Scriv2DocBook

Scriv2DocBook is a simple workflow for writing technical books in Scrivener, the text composition application from Literature & Latte. The end result is DocBook XML suitable for delivery to a publisher, or rendering into other formats using DocBook tools.

Scriv2DocBook consists of:

The tools are tuned especially for writing for O’Reilly Media, but the result is standard DocBook.

The Scriv2DocBook conversion tools are free software, released under the Apache License, Version 2.0.

Contents

Caveats

Scrivener is not an XML editor. I can’t stress this enough. Scriv2DocBook expects you to hand-type XML markup into a Scrivener project. This is error prone, and even the most experienced XML typist will encounter syntax and validation errors. You will not catch these errors until you export, and tracing these errors back to their origin in your Scrivener project will be tedious.

My general recommendation is to not use Scriv2DocBook! Most people will be happier with an XML editing environment, ideally one that validates to a schema as you type. Oxygen, Syntext Serna, or Emacs with nxml mode are all good options, and highly recommended over editing XML in an application not suited to that purpose. Only proceed if you, like me, are overwhelmed by Scrivener’s other considerable charms, and are willing to take on this burden.

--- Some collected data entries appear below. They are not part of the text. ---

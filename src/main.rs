//! Demo: seed a bakery catalog from its template and bake a batch of bread.

use pos_inventory::config::EngineConfig;
use pos_inventory::converter::{format_quantity, quantity_from_total_price};
use pos_inventory::lifecycle::{setup_tracing, InventorySystem};
use pos_inventory::model::ImportMode;
use pos_inventory::templates;
use rust_decimal_macros::dec;
use tracing::{info, warn, Instrument};

#[tokio::main]
async fn main() -> Result<(), String> {
    setup_tracing();

    let config = EngineConfig::load().map_err(|e| e.to_string())?;
    info!(scope = %config.scope_id, "Starting inventory demo");

    let system = InventorySystem::new(&config);

    let template = templates::bakery();
    let everything: Vec<usize> = (0..template.items.len()).collect();
    let span = tracing::info_span!("template_import");
    let report = async {
        system
            .importer
            .apply(&template, &everything, ImportMode::Replace)
            .await
            .map_err(|e| e.to_string())
    }
    .instrument(span)
    .await?;
    info!(created = report.created_count(), "Template imported");

    let mut view = system.view().await.map_err(|e| e.to_string())?;
    let bread = view
        .finished_goods()
        .find(|p| p.name == "Bread")
        .cloned()
        .ok_or("bread missing from template")?;

    let cost = system
        .engine
        .cost_of(&bread, &view)
        .map_err(|e| e.to_string())?;
    let margin = system
        .engine
        .margin_of(&bread, &view)
        .map_err(|e| e.to_string())?;
    info!(cost, margin = ?margin.map(|m| m.round_dp(1)), "Bread costed");

    let span = tracing::info_span!("production");
    let outcome = async {
        system
            .engine
            .produce(&bread, dec!(12), &view)
            .await
            .map_err(|e| e.to_string())
    }
    .instrument(span)
    .await?;
    for note in &outcome.notes {
        warn!(?note, "Production incomplete");
    }
    view.apply(&outcome);

    for ingredient in view.ingredients() {
        info!(
            name = %ingredient.name,
            stock = %format_quantity(ingredient.stock_or_zero(), ingredient.unit),
            "Ingredient left"
        );
    }

    // Milk bought for 6.50 at cost price
    if let Some(milk) = view.ingredients().find(|p| p.name == "Milk") {
        let quantity = quantity_from_total_price(650, milk.cost_cents.max(1))
            .map_err(|e| e.to_string())?;
        info!(quantity = %format_quantity(quantity, milk.unit), "Milk for 6.50 at cost");
    }

    let movements = system
        .ledger
        .movements(&system.scope)
        .await
        .map_err(|e| e.to_string())?;
    info!(count = movements.len(), "Ledger movements recorded");

    system.shutdown().await?;

    info!("Demo completed successfully");
    Ok(())
}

I wrote Scriv2DocBook for my own use on a project for O’Reilly Media (Programming Google App Engine, if you’re interested). These tools are designed and tested around O’Reilly’s workflow and house style. Scriv2DocBook is not necessarily suitable for all DocBook projects in all situations.

Like most home-grown book author tools, Scriv2DocBook represents a way of working that suits me, and it may not suit you. I present this publicly because people interested in doing something similar have asked me about it.

Familiarity with DocBook XML and related command-line tools is required.

Installing Scriv2DocBook

To use Scriv2DocBook, you need the following:

Download Scriv2DocBook and unpack the archive. The archive includes the s2d and d2s commands, which are intended to be run from the unpacked directory.

Setting Up Scrivener

By default, Scrivener acts as a “rich text” editor, offering variable-width typefaces and modest formatting capabilities such as bold and italic text. It also enables automatic assistance with typographic characters (“smart quotes”) by default. These features interfere with Scriv2DocBook’s purpose, and it’s best to turn them off. You’ll also want to use a fixed-width typeface, to make inline XML tags easier to read.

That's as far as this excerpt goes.